妹が小学生の時に、家族ぐるみで仲良くしていた母子家庭のAさん親子がいました。
うちも母子家庭だったので、すぐ仲良くなったみたいです。
私は高校生だったので学校やバイトであまり家に居なく、挨拶程度だったのですが、妹はよくそのお宅へ泊まりに行ったり、一緒に買い物や日帰り旅行など連れて行って貰っていたりと、Aさんにとても可愛がって貰っていました。
Aさんはいわゆる元ヤンの女性で、ヤンキーやヤクザの友人や知り合いが何人か居たようです。
うちにも、Aさん親子とAさんの友人のヤクザの男性夫婦が何度か遊びに来ていました。
みなさん外見は怖かったですが、いつも優しく声を掛けてくれたりしました。
妹は、子供が居なかったヤクザ男性夫婦にも可愛がられており、Aさん親子とヤクザ男性夫婦とよく一緒に居ました。
うちの母親が当時体調を崩しており、私も家にあまり居なかったのもあって、妹の面倒をかってでてくれていたようでした。
しかし、ある日突然そのヤクザ男性が交通事故で亡くなった、という連絡がありました。
その後ニュースでも「会社員として交通事故の自損事故で死亡」というニュースが流れました。
妹はひどくショックを受けていました。
母親とAさんは、葬式や通夜について話し合ったりしていましたが、Aさんだけ行き母親は行かないことに決めたようです。

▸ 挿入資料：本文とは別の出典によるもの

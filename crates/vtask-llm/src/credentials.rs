//! Model and API-key lookup.

use async_trait::async_trait;
use std::collections::HashMap;
use std::fmt;
use std::sync::RwLock;

use crate::error::{LlmError, LlmResult};

/// Provider model name plus the key used to call it.
#[derive(Clone, PartialEq, Eq)]
pub struct ModelCredentials {
    pub model_name: String,
    pub api_key: String,
}

impl ModelCredentials {
    pub fn new(model_name: impl Into<String>, api_key: impl Into<String>) -> Self {
        Self {
            model_name: model_name.into(),
            api_key: api_key.into(),
        }
    }
}

// Keep keys out of logs.
impl fmt::Debug for ModelCredentials {
    fn fmt(&self, f: &mut fmt::Formatter<'_>) -> fmt::Result {
        f.debug_struct("ModelCredentials")
            .field("model_name", &self.model_name)
            .field("api_key", &"<redacted>")
            .finish()
    }
}

/// Resolves a configured model id to credentials.
#[async_trait]
pub trait ModelDirectory: Send + Sync {
    /// Fails with [`LlmError::ModelNotFound`] for unknown ids.
    async fn resolve(&self, model_id: &str) -> LlmResult<ModelCredentials>;
}

/// Fixed in-process directory, for tests and single-model deployments.
#[derive(Default)]
pub struct StaticModelDirectory {
    models: RwLock<HashMap<String, ModelCredentials>>,
}

impl StaticModelDirectory {
    pub fn new() -> Self {
        Self::default()
    }

    pub fn with_model(self, model_id: impl Into<String>, credentials: ModelCredentials) -> Self {
        if let Ok(mut models) = self.models.write() {
            models.insert(model_id.into(), credentials);
        }
        self
    }
}

#[async_trait]
impl ModelDirectory for StaticModelDirectory {
    async fn resolve(&self, model_id: &str) -> LlmResult<ModelCredentials> {
        let models = self
            .models
            .read()
            .map_err(|_| LlmError::Directory("model table lock poisoned".to_string()))?;
        models
            .get(model_id)
            .cloned()
            .ok_or_else(|| LlmError::ModelNotFound(model_id.to_string()))
    }
}

#[cfg(test)]
mod tests {
    use super::*;

    #[tokio::test]
    async fn test_static_directory() {
        let directory =
            StaticModelDirectory::new().with_model("m1", ModelCredentials::new("gemini-2.5-flash", "k"));

        let creds = directory.resolve("m1").await.unwrap();
        assert_eq!(creds.model_name, "gemini-2.5-flash");
        assert!(matches!(directory.resolve("m2").await, Err(LlmError::ModelNotFound(id)) if id == "m2"));
    }

    #[test]
    fn test_debug_redacts_key() {
        let creds = ModelCredentials::new("gemini-2.5-flash", "secret-key");
        assert!(!format!("{creds:?}").contains("secret-key"));
    }
}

しばらくしてから、そのヤクザ男性のお骨をAさんが一時預かることになったそうです。
そして妹はAさん宅に泊まりに行きました。
ところがその夜10時頃に、妹はAさん付き添いで帰ってきました。
母親は既に寝ていたので、私の部屋に入ってきました。
私は最初妹の異変に気付かず、携帯をいじっていました。
妹はずっと無言で座っていました。
全く話さないので『どうしたの?』と聞くと
『◯◯さん(亡くなったヤクザ男性)が出てきた』
と言いました。
『どういうこと?』と聞くと
『線香をあげたらいきなり出てきて腕をぐーっと掴まれた』
と着ていたパーカーを脱ぎました。
すると両方の二の腕部分に、ドス黒い紫色の大きなアザがありました。
『なにそれ!』と驚くと
『前から腕を掴まれたんだよ…その後消えた』と震えながら言いました。
とても信じられない話ではありましたが、目の前で妹の腕の変色したアザを見せられると、嘘ではないことは確かなようでした。
アザは、指の形にくっきりついていました。
かなり強く掴まないと出来ないアザだと思い、妹はかなり怖かったと思います。
後で聞いた話だと、そのヤクザ男性は交通事故ではなく、交通事故を装って火だるまにされて殺されたというのです。
彼は自分の無念を、妹に伝えようとしていたのでしょうか。